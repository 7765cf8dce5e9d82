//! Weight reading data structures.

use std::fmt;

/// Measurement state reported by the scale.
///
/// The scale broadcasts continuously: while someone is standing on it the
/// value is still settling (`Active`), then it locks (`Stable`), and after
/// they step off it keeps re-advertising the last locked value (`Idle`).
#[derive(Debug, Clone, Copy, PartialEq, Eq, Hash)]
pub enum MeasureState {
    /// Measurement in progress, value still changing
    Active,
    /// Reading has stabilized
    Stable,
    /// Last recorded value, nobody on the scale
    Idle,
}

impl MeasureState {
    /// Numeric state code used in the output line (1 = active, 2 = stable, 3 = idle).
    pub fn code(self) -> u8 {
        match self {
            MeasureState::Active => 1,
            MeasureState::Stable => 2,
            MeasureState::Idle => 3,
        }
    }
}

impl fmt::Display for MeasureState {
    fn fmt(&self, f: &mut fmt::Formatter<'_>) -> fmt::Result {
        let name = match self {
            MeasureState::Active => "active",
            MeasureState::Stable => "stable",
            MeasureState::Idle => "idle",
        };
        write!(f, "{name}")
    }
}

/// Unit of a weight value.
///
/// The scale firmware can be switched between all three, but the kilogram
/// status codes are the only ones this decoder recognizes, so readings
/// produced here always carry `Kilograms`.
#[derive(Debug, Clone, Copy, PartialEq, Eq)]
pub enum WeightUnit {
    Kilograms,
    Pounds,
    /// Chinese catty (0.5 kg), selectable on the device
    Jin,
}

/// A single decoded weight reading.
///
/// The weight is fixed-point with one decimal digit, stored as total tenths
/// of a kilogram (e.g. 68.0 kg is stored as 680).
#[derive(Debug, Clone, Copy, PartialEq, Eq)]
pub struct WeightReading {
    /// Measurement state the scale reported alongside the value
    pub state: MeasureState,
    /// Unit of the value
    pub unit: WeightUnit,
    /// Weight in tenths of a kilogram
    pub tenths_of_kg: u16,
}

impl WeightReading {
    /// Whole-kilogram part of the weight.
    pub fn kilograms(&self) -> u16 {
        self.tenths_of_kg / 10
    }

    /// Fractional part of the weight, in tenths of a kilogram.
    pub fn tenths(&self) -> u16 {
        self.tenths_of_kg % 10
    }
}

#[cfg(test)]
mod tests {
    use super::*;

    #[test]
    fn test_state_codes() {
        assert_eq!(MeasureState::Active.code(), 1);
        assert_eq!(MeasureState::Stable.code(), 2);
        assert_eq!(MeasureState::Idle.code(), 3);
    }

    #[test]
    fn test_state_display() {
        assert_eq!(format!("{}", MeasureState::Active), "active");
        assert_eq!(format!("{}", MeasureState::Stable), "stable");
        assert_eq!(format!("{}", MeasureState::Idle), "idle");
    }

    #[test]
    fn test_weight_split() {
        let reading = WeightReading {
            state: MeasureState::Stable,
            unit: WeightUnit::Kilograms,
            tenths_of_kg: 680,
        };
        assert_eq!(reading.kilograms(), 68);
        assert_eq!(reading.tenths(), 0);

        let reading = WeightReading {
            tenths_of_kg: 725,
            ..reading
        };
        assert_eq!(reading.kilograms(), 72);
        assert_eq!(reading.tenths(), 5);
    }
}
...
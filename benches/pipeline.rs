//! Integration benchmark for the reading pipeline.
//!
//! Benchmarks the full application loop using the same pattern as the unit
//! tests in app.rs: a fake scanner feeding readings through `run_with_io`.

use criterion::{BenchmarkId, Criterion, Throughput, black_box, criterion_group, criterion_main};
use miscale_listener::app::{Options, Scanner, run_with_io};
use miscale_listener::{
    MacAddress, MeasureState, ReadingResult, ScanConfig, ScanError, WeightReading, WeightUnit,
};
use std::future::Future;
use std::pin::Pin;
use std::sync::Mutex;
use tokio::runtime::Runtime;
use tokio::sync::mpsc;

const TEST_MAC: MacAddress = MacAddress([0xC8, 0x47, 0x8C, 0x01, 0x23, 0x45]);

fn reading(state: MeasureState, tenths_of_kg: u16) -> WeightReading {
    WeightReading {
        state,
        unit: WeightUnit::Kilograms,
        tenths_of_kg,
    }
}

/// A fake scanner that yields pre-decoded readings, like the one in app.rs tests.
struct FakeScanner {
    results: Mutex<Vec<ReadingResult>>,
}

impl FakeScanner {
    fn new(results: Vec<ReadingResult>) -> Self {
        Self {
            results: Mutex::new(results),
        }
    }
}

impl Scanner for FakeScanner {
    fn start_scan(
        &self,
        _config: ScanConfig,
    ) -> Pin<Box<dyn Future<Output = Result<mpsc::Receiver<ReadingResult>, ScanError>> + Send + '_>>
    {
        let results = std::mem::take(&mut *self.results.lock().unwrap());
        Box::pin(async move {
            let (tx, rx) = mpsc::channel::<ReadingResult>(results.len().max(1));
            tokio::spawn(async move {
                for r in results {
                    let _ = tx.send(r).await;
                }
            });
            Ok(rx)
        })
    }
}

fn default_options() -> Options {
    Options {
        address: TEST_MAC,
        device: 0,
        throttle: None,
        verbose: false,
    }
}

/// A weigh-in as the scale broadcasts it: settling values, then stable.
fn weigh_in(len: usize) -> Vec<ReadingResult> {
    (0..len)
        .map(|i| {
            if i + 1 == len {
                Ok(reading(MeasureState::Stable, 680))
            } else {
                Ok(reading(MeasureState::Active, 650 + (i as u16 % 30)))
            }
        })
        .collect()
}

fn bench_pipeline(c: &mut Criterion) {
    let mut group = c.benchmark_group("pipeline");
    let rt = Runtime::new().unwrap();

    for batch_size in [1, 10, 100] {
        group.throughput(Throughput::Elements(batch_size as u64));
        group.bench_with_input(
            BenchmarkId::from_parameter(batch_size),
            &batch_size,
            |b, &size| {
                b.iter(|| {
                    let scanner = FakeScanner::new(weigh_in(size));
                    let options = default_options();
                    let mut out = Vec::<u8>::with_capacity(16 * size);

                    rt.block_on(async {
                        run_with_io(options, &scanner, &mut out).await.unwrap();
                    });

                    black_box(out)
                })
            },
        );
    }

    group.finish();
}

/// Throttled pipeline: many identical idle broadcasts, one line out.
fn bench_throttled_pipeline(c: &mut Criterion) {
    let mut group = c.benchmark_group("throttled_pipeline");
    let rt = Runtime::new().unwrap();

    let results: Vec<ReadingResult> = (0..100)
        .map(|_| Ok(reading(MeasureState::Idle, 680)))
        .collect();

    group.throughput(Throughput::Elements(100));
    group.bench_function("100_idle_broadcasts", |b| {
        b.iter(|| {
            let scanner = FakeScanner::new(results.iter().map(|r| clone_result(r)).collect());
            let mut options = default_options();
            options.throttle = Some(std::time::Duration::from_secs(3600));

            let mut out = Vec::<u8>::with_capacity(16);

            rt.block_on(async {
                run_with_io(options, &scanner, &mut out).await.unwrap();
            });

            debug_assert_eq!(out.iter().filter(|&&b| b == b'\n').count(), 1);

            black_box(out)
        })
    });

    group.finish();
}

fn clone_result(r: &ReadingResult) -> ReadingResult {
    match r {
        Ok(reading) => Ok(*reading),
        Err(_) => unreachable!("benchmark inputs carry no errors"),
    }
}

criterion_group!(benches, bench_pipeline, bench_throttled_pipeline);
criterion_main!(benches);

Task description » Scan the lines above for the word "settling", then copy each line that has it.

Finished exercise »
/// value is still settling (`Active`), then it locks (`Stable`), and after
/// A weigh-in as the scale broadcasts it: settling values, then stable.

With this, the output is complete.